Jennifer Manocherian 40:36
Oh, my. Do I. I'll tell you where to send the bill.
Oh.
Rich Bennett 40:42
No, that's one of the reasons I do this is because I love to learn new things. And if I learn stuff, I know my listeners are good, but with the book, I'm going to put you on the spot here. Oh,
tell us three of your favorite characters and why they're your favorite.
Jennifer Manocherian 41:03
Well, I already mentioned Miss Seiden Stricker, who's the cranky neighbor, and she's she's racist. I mean, she's all the things you don't want to be.
Rich Bennett 41:13
Right.
Jennifer Manocherian 41:14
And and yet you have during the course of the book, you have to understand better why she's such a damaged person. And there's something about writing her that I don't know why I enjoy it so much.
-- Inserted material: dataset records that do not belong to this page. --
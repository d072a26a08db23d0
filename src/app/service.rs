//! Shade controller — the hexagonal core.
//!
//! [`ShadeController`] owns the discrete direction state, the transition
//! callbacks and the [`MotionTaskManager`].  It exposes a hardware-agnostic
//! API; every side effect goes through a port injected at construction or
//! registration time.
//!
//! ```text
//!  ZclMessage ──decode──▶ ┌────────────────────────┐ ──▶ MotorPort
//!                         │    ShadeController      │ ──▶ ReportSink
//!  ShadeCommand ────────▶ │  state · callbacks      │ ──▶ PositionStore
//!                         │  MotionTaskManager      │
//!                         └────────────────────────┘
//! ```
//!
//! All mutating requests are serialised by an internal lock, so the
//! controller can be shared between the protocol callback context and the
//! console without a second move ever racing the preemption handshake.

use core::sync::atomic::{AtomicU8, Ordering};
use std::sync::{Arc, Mutex, PoisonError};

use log::{info, warn};

use crate::config::ShadeConfig;
use crate::error::Result;
use crate::protocol::{self, ZclMessage};

use super::commands::ShadeCommand;
use super::motion::{Direction, MotionTaskManager, MoveStatus};
use super::ports::{Clock, MotorPort, PositionStore, ReportSink, StoreError, TaskSpawner};
use super::state::{ShadeState, TiltPercentage};

/// User-visible state transition hook.
pub type TransitionCallback = Box<dyn Fn() + Send + Sync>;

#[derive(Default)]
struct TransitionCallbacks {
    on_open: Option<TransitionCallback>,
    on_close: Option<TransitionCallback>,
    on_stop: Option<TransitionCallback>,
}

// ───────────────────────────────────────────────────────────────
// ShadeController
// ───────────────────────────────────────────────────────────────

/// Façade over the motion manager plus the discrete state and callbacks.
pub struct ShadeController {
    motion: MotionTaskManager,
    state: AtomicU8,
    callbacks: TransitionCallbacks,
    command_lock: Mutex<()>,
}

impl ShadeController {
    /// Build the controller and restore the last settled position.
    ///
    /// A missing or unreadable record starts the shade at 0%.
    pub fn new(
        config: ShadeConfig,
        store: Arc<dyn PositionStore>,
        clock: Arc<dyn Clock>,
        spawner: Arc<dyn TaskSpawner>,
    ) -> Self {
        let initial = match store.load() {
            Ok(tilt) => {
                info!("Restored tilt percentage {}", tilt);
                tilt
            }
            Err(StoreError::NotFound) => {
                info!("No stored tilt percentage, starting at 0%");
                TiltPercentage::MIN
            }
            Err(e) => {
                warn!("Failed to load tilt percentage ({}), starting at 0%", e);
                TiltPercentage::MIN
            }
        };

        Self {
            motion: MotionTaskManager::new(config, initial, store, clock, spawner),
            state: AtomicU8::new(ShadeState::Idle as u8),
            callbacks: TransitionCallbacks::default(),
            command_lock: Mutex::new(()),
        }
    }

    // ── Registration ──────────────────────────────────────────

    pub fn register_motor(&mut self, motor: Arc<dyn MotorPort>) {
        self.motion.set_motor(motor);
    }

    pub fn register_reporter(&mut self, reporter: Arc<dyn ReportSink>) {
        self.motion.set_reporter(reporter);
    }

    pub fn on_shade_open(&mut self, f: impl Fn() + Send + Sync + 'static) {
        self.callbacks.on_open = Some(Box::new(f));
    }

    pub fn on_shade_close(&mut self, f: impl Fn() + Send + Sync + 'static) {
        self.callbacks.on_close = Some(Box::new(f));
    }

    pub fn on_shade_stop(&mut self, f: impl Fn() + Send + Sync + 'static) {
        self.callbacks.on_stop = Some(Box::new(f));
    }

    /// Change the motor time constant.  Applies to the next move.
    pub fn set_ms_per_tilt_percent(&mut self, ms: u32) {
        info!("ms per tilt percent set to {}", ms);
        self.motion.set_ms_per_tilt_percent(ms);
    }

    // ── Commands ──────────────────────────────────────────────

    /// Set the direction state and fire its transition callback.
    ///
    /// Notification only: no motion is started, and `Idle` does not halt
    /// a move in flight.
    pub fn set_state(&self, state: ShadeState) {
        self.state.store(state as u8, Ordering::Release);
        let (callback, name) = match state {
            ShadeState::Opening => (&self.callbacks.on_open, "open"),
            ShadeState::Closing => (&self.callbacks.on_close, "close"),
            ShadeState::Idle => (&self.callbacks.on_stop, "stop"),
        };
        match callback {
            Some(f) => f(),
            None => warn!("No {} callback registered", name),
        }
    }

    /// Go to `target` percent (clamped to 100), preempting any move in flight.
    ///
    /// A move in flight is retired even when its estimate already equals
    /// `target`.  Once a new drive starts, the direction state follows its
    /// direction; an idle shade at `target` changes nothing.  Transition
    /// callbacks are not fired here.
    pub fn set_tilt_percentage(&self, target: u8) -> Result<MoveStatus> {
        let _guard = self
            .command_lock
            .lock()
            .unwrap_or_else(PoisonError::into_inner);

        self.motion.check_ready()?;
        let target = TiltPercentage::from(target);
        info!("Tilt {} -> {}", self.motion.current_tilt(), target);

        let status = self.motion.start_move(target)?;
        if let MoveStatus::Started(request) = &status {
            let state = match request.direction {
                Direction::Forward => ShadeState::Opening,
                Direction::Backward => ShadeState::Closing,
            };
            self.state.store(state as u8, Ordering::Release);
        }
        Ok(status)
    }

    /// Stop any move in flight without persisting its partial position.
    pub fn halt(&self) -> Result<bool> {
        let _guard = self
            .command_lock
            .lock()
            .unwrap_or_else(PoisonError::into_inner);
        let halted = self.motion.halt()?;
        if halted {
            info!("Move halted at {}", self.motion.current_tilt());
        }
        Ok(halted)
    }

    /// Declare the shade to be at `value` percent without moving it.
    ///
    /// Halts any move first, then stores and reports the new position.
    pub fn calibrate_tilt_percentage(&self, value: u8) -> Result<()> {
        let _guard = self
            .command_lock
            .lock()
            .unwrap_or_else(PoisonError::into_inner);
        self.motion.halt()?;
        let tilt = TiltPercentage::from(value);
        self.motion.set_rest_tilt(tilt)?;
        info!("Calibrated tilt percentage to {}", tilt);
        self.motion.report_current();
        Ok(())
    }

    /// The protocol link came (back) up: report the current estimate once.
    pub fn on_connected(&self) {
        self.motion.report_current();
    }

    // ── Dispatch ──────────────────────────────────────────────

    /// Apply one decoded command.  Failures are logged, never propagated.
    pub fn handle_command(&self, cmd: ShadeCommand) {
        match cmd {
            ShadeCommand::Open => self.set_state(ShadeState::Opening),
            ShadeCommand::Close => self.set_state(ShadeState::Closing),
            ShadeCommand::Stop => self.set_state(ShadeState::Idle),
            ShadeCommand::GoToTiltPercentage(value) => {
                if let Err(e) = self.set_tilt_percentage(value) {
                    warn!("Go to tilt {} ignored: {}", value, e);
                }
            }
        }
    }

    /// Decode and apply one inbound protocol message.
    pub fn handle_message(&self, msg: &ZclMessage) {
        match protocol::decode(msg) {
            Ok(cmd) => self.handle_command(cmd),
            Err(e) => warn!(
                "Ignoring message (cluster 0x{:04x}, cmd 0x{:02x}): {}",
                msg.cluster_id, msg.command_id, e
            ),
        }
    }

    // ── Queries ───────────────────────────────────────────────

    /// Live tilt estimate; may be mid-move.
    pub fn get_tilt_percentage(&self) -> TiltPercentage {
        self.motion.current_tilt()
    }

    pub fn state(&self) -> ShadeState {
        ShadeState::from_u8(self.state.load(Ordering::Acquire))
    }

    pub fn is_moving(&self) -> bool {
        self.motion.is_moving()
    }

    pub fn config(&self) -> &ShadeConfig {
        self.motion.config()
    }
}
Finding her humanity, you know, it's it's and there's going to be a whole new story in the next one. I'm doing, which will explain it better. But you don't need to read the first book to get the second or the second to understand the first. But she's she was just I just enjoyed writing her and maybe. All right. So my other two favorite well, of course I like writing about bit the old you know because there's a lot about she's there's my book is in no way autobiographical but there's tons of it where I've taken you know from moment in my life more bits and pieces of characters that I've known and things like. I mean, there's ways in which I mean, I have to say this, I'm not quite 95, but there are elements of me of being like somewhat controlling and and bossy at times. I don't know. My mother was like that. I mean, my God, my mother in her old age was quite, quite a gem. And it was
and I'm incredibly independent, you know, fiercely independent. And there are a couple of things that happened, like for the fact that Bette is in a wheelchair and the incident that put her in a wheelchair is similar to what happened to my mother. And my mother wound up her last years of her life in a wheelchair and really not because she had to be, but she had had a couple of breaks and she was so afraid of falling that she didn't leave, you know, she didn't do it and the things you have to do. But there's a point at which if you don't walk for a while, you can't. Yeah. And so she wound up in that position, but it was different. She didn't, you know, not saying it was my mother, like my mother did exquisite needlepoint. And I have I have that, as you know. So there's there were pieces of her. I don't know, I she was a she was I feel like she was kind of a noble character. And I did enjoy writing her. And she's I feel like that type of I hope that I will always I mean, I don't I'm not really fiercely independent, but I have I mean, my parents when my mother died, I found my parents died in their mid nineties while they lived in the same apartment for a very long time. So I found stuff there that were unbelievable. I found mother's journals my mother had written. It's like 1915 to 1970, and one of the things I read about myself was I was four years old and one day they couldn't find me and I was walking to town by myself. They found me a mile away, walking to town. I for I, I mean, I had this I've always had this kind of streak of and my parents, I don't know, I don't want to, but I mean, I don't to badmouthed it. But my parents did like their alcohol. I mean I, I admired my parents in a lot of ways. That was one way I did. But, you know, we all had and they were not helicopter parents, so we had to be a certain amount of independence. But I was it's just been in my nature. I mean, do it yourself or it's like, yeah, I might as well put DIY on my everything I wear. So there's parts there. So there's things about Bette that I like and admire. So I did enjoy writing about her. Huh? Who do we go to next?
Rich Bennett 44:59
I told you I was putting you on the spot.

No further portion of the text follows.